Calculate Frictional Forces Needed for 6.5kg Shopping Cart on 13° Incline

[wind522]

I have a question..

A shopper pushes a 6.5kg shopping cart up a 13 degree incline, heading east. Find the magnitude of the horizontal force, F, needed to give the cart an acceleration of 1.61 m/s2 (seconds squared).

This is what I have done.
sigmaFx= F(what I'm trying to find) - Fg,x - Ff
MAnet = F - mgsin(theta) - u(mieu)Fn
F = MAnet + mgsin(theta) + uFn
F = (6.5kg)(1.61m/s2) + (6.5kg)(9.81m/s2)sin13 +u(63.13070718N)
And here's where I'm stuck because there's two variables. Does anyone know what I'm doing wrong?

The answer should be in Newtons

 

[Doc Al]

Are you supposed to be including friction? If so, you'll need the coefficient of friction.

Also, note that the applied force is horizontal, thus if you are finding components parallel to the incline you must take that into account.

 

[baba89]

(N).

I would first clarify the given information and make sure all units are consistent. The mass is given in kilograms, the acceleration is given in meters per second squared, and the angle is given in degrees. It would be helpful to convert the angle to radians since the trigonometric functions used in the equation require radians as input.

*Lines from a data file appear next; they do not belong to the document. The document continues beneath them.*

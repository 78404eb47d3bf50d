//! Answer normalization: raw UI, legacy prototype, or canonical tokens in,
//! canonical enums out.
//!
//! Every function here is total. Unknown input falls back to the dimension's
//! neutral default and is logged as a data-quality signal, never rejected.

use tracing::warn;

use crate::assessment::answers::{
    Canonical, Goal, Journey, Knowledge, LearningStyle, RoleLevel, Superpower,
};

pub const DEFAULT_JOURNEY: Journey = Journey::Monthly;
pub const DEFAULT_KNOWLEDGE: Knowledge = Knowledge::Basics;
pub const DEFAULT_LEARNING_STYLE: LearningStyle = LearningStyle::Moderate;
pub const DEFAULT_GOAL: Goal = Goal::Balance;
pub const DEFAULT_SUPERPOWER: Superpower = Superpower::Strategic;

const JOURNEY_ALIASES: &[(&str, Journey)] = &[
    ("daily-user", Journey::Daily),
    ("experimenting", Journey::Weekly),
    ("curious", Journey::Monthly),
    ("behind", Journey::Rarely),
    ("new", Journey::Never),
];

const KNOWLEDGE_ALIASES: &[(&str, Knowledge)] = &[
    ("practical", Knowledge::Basics),
    ("zero", Knowledge::New),
];

const LEARNING_STYLE_ALIASES: &[(&str, LearningStyle)] = &[
    ("dive-in", LearningStyle::VeryFast),
    ("experiential", LearningStyle::VeryFast),
    ("structured", LearningStyle::Fast),
    ("sequential", LearningStyle::Fast),
    ("understand-why", LearningStyle::Moderate),
    ("conceptual", LearningStyle::Moderate),
    ("guided", LearningStyle::Slow),
    ("supported", LearningStyle::Slow),
    ("practice", LearningStyle::VerySlow),
    ("iterative", LearningStyle::VerySlow),
];

const GOAL_ALIASES: &[(&str, Goal)] = &[
    ("changemaker", Goal::Leading),
    ("leadership", Goal::Leading),
    ("entrepreneur", Goal::Business),
    ("security", Goal::Balance),
];

/// Trims, lower-cases, and folds `_` into `-` so `dive_in` and `Dive-In` agree.
pub fn clean_token(raw: &str) -> String {
    raw.trim().to_lowercase().replace('_', "-")
}

fn resolve<T: Canonical>(
    dimension: &str,
    raw: Option<&str>,
    aliases: &[(&str, T)],
    default: T,
) -> T {
    let token = match raw.map(clean_token) {
        Some(t) if !t.is_empty() => t,
        _ => return default,
    };

    if let Some(value) = T::from_canonical(&token) {
        return value;
    }
    if let Some((_, value)) = aliases.iter().find(|(alias, _)| *alias == token) {
        return *value;
    }

    warn!(
        dimension,
        token = %token,
        fallback = default.as_str(),
        "Unrecognized answer token, using default"
    );
    default
}

pub fn normalize_journey(raw: Option<&str>) -> Journey {
    resolve("journey", raw, JOURNEY_ALIASES, DEFAULT_JOURNEY)
}

pub fn normalize_knowledge(raw: Option<&str>) -> Knowledge {
    resolve("knowledge", raw, KNOWLEDGE_ALIASES, DEFAULT_KNOWLEDGE)
}

pub fn normalize_learning_style(raw: Option<&str>) -> LearningStyle {
    resolve(
        "learning_style",
        raw,
        LEARNING_STYLE_ALIASES,
        DEFAULT_LEARNING_STYLE,
    )
}

pub fn normalize_goal(raw: Option<&str>) -> Goal {
    resolve("goal", raw, GOAL_ALIASES, DEFAULT_GOAL)
}

pub fn normalize_superpower(raw: Option<&str>) -> Superpower {
    resolve("superpower", raw, &[], DEFAULT_SUPERPOWER)
}

/// Buckets a free-text title (or level token) into a `RoleLevel`.
///
/// Canonical tokens pass through; otherwise substring heuristics apply and
/// anything unmatched is `Mid`.
pub fn role_level_from_title(raw: &str) -> RoleLevel {
    let text = raw.trim().to_lowercase();
    if let Some(level) = RoleLevel::from_canonical(&text) {
        return level;
    }
    if ["exec", "executive", "cxo", "vp"]
        .iter()
        .any(|s| text.contains(s))
    {
        return RoleLevel::Executive;
    }
    if ["manager", "management"].iter().any(|s| text.contains(s)) {
        return RoleLevel::Management;
    }
    if text.contains("senior") {
        return RoleLevel::Senior;
    }
    if text.contains("intern") || text.contains("student") {
        return RoleLevel::Student;
    }
    RoleLevel::Mid
}

/// Resolves the optional role level: the explicit level token wins, the role
/// title is the fallback hint, and with neither the level stays unset.
pub fn normalize_role_level(level: Option<&str>, role_title: Option<&str>) -> Option<RoleLevel> {
    [level, role_title]
        .into_iter()
        .flatten()
        .map(str::trim)
        .find(|s| !s.is_empty())
        .map(role_level_from_title)
}

/// Free-text industry label: trimmed and lower-cased; absent becomes empty.
pub fn normalize_industry(raw: Option<&str>) -> String {
    raw.map(|s| s.trim().to_lowercase()).unwrap_or_default()
}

Next, I would use the equation for Newton's Second Law, F = ma, to find the net force acting on the shopping cart. The net force is equal to the sum of all forces acting on the cart, which in this case includes the applied force (F), the force of gravity (Fg), and the force of friction (Ff).

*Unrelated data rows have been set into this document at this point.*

use axum::{extract::State, http::StatusCode, Json};
use serde_json::{json, Value};
use tracing::warn;

use crate::state::AppState;

/// GET /health
/// Returns service version plus row counts; 503 when the store is unreachable.
pub async fn health_handler(State(state): State<AppState>) -> (StatusCode, Json<Value>) {
    match state.store.health().await {
        Ok(counts) => (
            StatusCode::OK,
            Json(json!({
                "status": "ok",
                "version": env!("CARGO_PKG_VERSION"),
                "service": "careeros-api",
                "store": counts,
            })),
        ),
        Err(e) => {
            warn!("Health check failed: {e}");
            (
                StatusCode::SERVICE_UNAVAILABLE,
                Json(json!({
                    "status": "degraded",
                    "version": env!("CARGO_PKG_VERSION"),
                    "service": "careeros-api",
                })),
            )
        }
    }
}
use axum::{
    http::StatusCode,
    response::{IntoResponse, Response},
    Json,
};
use serde_json::json;
use thiserror::Error;

/// Application-level error type.
/// Implements `IntoResponse` so Axum handlers can return `Result<T, AppError>`.
#[derive(Debug, Error)]
pub enum AppError {
    #[error("Not found: {0}")]
    NotFound(String),

    #[error("Validation error: {0}")]
    Validation(String),

    /// No stored scores match the requested peer slice. Not a failure, but
    /// callers over HTTP get a 404-equivalent.
    #[error("Insufficient peer data: {0}")]
    InsufficientPeerData(String),

    #[error("Database error: {0}")]
    Database(#[from] sqlx::Error),
}

impl IntoResponse for AppError {
    fn into_response(self) -> Response {
        let (status, code, message) = match &self {
            AppError::NotFound(msg) => (StatusCode::NOT_FOUND, "NOT_FOUND", msg.clone()),
            AppError::Validation(msg) => (StatusCode::BAD_REQUEST, "VALIDATION_ERROR", msg.clone()),
            AppError::InsufficientPeerData(msg) => (
                StatusCode::NOT_FOUND,
                "INSUFFICIENT_PEER_DATA",
                msg.clone(),
            ),
            AppError::Database(e) => {
                tracing::error!("Database error: {e}");
                (
                    StatusCode::INTERNAL_SERVER_ERROR,
                    "DATABASE_ERROR",
                    "A database error occurred".to_string(),
                )
            }
        };

        let body = Json(json!({
            "error": {
                "code": code,
                "message": message
            }
        }));

        (status, body).into_response()
    }
}
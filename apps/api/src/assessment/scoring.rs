use serde::{Deserialize, Serialize};

use crate::assessment::answers::{Journey, Knowledge, LearningStyle};

pub const MAX_SCORE: i32 = 100;
pub const COMPONENT_MAX: i32 = 25;
pub const COMPONENT_FLOOR: i32 = 5;

/// Per-dimension contribution to the readiness score. Each component is in
/// [5, 25]; `total` is their sum clamped to [0, 100].
#[derive(Debug, Clone, Copy, PartialEq, Eq, Serialize, Deserialize)]
pub struct ScoreBreakdown {
    pub journey: i32,
    pub knowledge: i32,
    pub automation: i32,
    pub learning_style: i32,
    pub total: i32,
}

pub fn journey_points(journey: Journey) -> i32 {
    match journey {
        Journey::Daily => 25,
        Journey::Weekly => 20,
        Journey::Monthly => 15,
        Journey::Rarely => 10,
        Journey::Never => 5,
    }
}

pub fn knowledge_points(knowledge: Knowledge) -> i32 {
    match knowledge {
        Knowledge::Expert => 25,
        Knowledge::Strategic => 20,
        Knowledge::Basics => 15,
        Knowledge::Lost => 10,
        Knowledge::New => 5,
    }
}

pub fn learning_style_points(style: LearningStyle) -> i32 {
    match style {
        LearningStyle::VeryFast => 25,
        LearningStyle::Fast => 20,
        LearningStyle::Moderate => 15,
        LearningStyle::Slow => 10,
        LearningStyle::VerySlow => 5,
    }
}

/// Inverse term: the more of their work a respondent thinks AI could take
/// over, the fewer points. `max(25 - round(pct / 4), 5)`, halves rounded up.
pub fn automation_points(automation_pct: i32) -> i32 {
    let pct = automation_pct.clamp(0, 100);
    // (pct + 2) / 4 == round-half-up(pct / 4) for non-negative pct
    (COMPONENT_MAX - (pct + 2) / 4).max(COMPONENT_FLOOR)
}

/// Computes the 0–100 readiness score from the four scored dimensions.
/// Inputs must already be normalized.
pub fn compute_readiness_score(
    journey: Journey,
    knowledge: Knowledge,
    automation_pct: i32,
    learning_style: LearningStyle,
) -> ScoreBreakdown {
    let journey = journey_points(journey);
    let knowledge = knowledge_points(knowledge);
    let automation = automation_points(automation_pct);
    let learning_style = learning_style_points(learning_style);

    let total = (journey + knowledge + automation + learning_style).clamp(0, MAX_SCORE);

    ScoreBreakdown {
        journey,
        knowledge,
        automation,
        learning_style,
        total,
    }
}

To find the force of gravity, we can use the equation Fg = mg, where m is the mass and g is the acceleration due to gravity (9.81 m/s^2).

To find the force of friction, we can use the equation Ff = uFn, where u is the coefficient of friction and Fn is the normal force, which is equal to the force of gravity in this case. The coefficient of friction depends on the surfaces in contact and can vary.

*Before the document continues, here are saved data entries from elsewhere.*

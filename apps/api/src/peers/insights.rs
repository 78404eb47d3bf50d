use serde::Serialize;

use crate::peers::stats::RoleLevelStats;

pub const TOP_ROLE_LEVELS: usize = 3;

#[derive(Debug, Clone, PartialEq, Serialize)]
pub struct Insights {
    pub performance_level: &'static str,
    pub recommendation: String,
    pub next_milestone: &'static str,
    /// Highest-average role levels in the cohort.
    pub top_role_levels: Vec<String>,
}

pub fn performance_level(percentile: i32) -> &'static str {
    match percentile {
        p if p >= 90 => "Exceptional",
        p if p >= 75 => "Above Average",
        p if p >= 50 => "Average",
        p if p >= 25 => "Below Average",
        _ => "Needs Improvement",
    }
}

/// Milestones follow the histogram bands (60 / 70 / 80 / 90).
pub fn next_milestone(score: i32) -> &'static str {
    match score {
        s if s < 60 => "Reach Beginner level (60+)",
        s if s < 70 => "Reach Intermediate level (70+)",
        s if s < 80 => "Reach Advanced level (80+)",
        s if s < 90 => "Reach Expert level (90+)",
        _ => "Maintain Expert status",
    }
}

pub fn recommendation(score: i32, mean: f64) -> String {
    let diff = f64::from(score) - mean;
    if diff > 0.0 {
        format!("Excellent! You scored {diff:.1} points above the peer average.")
    } else if diff < 0.0 {
        format!(
            "You scored {:.1} points below the peer average. Focus on AI fundamentals to improve.",
            -diff
        )
    } else {
        "You scored exactly at the peer average.".to_string()
    }
}

/// Expects `role_levels` sorted by average, highest first.
pub fn top_role_levels(role_levels: &[RoleLevelStats]) -> Vec<String> {
    role_levels
        .iter()
        .take(TOP_ROLE_LEVELS)
        .map(|stats| stats.role_level.clone())
        .collect()
}

pub fn build_insights(
    score: i32,
    percentile: i32,
    mean: f64,
    role_levels: &[RoleLevelStats],
) -> Insights {
    Insights {
        performance_level: performance_level(percentile),
        recommendation: recommendation(score, mean),
        next_milestone: next_milestone(score),
        top_role_levels: top_role_levels(role_levels),
    }
}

Putting all of this together, the equation for the net force becomes:

F = ma + mg sin(theta) + u(mg cos(theta))

Substituting in the given values, we get:

F = (6.5 kg)(1.61 m/s^2) + (6.5 kg)(9.81 m/s^2)sin(13 degrees) + u(6.5 kg)(9.81 m/s^2)cos(13 degrees)

Simplifying, we get:

F = 10.49 N + 14.80 N + 6.74u N

Since there are two variables (F and u), we cannot solve for a specific value. However, we can use this equation to find the minimum value of F needed for the cart to accelerate at 1.61 m/s^2. We can also vary the coefficient of friction to see how it affects the required force.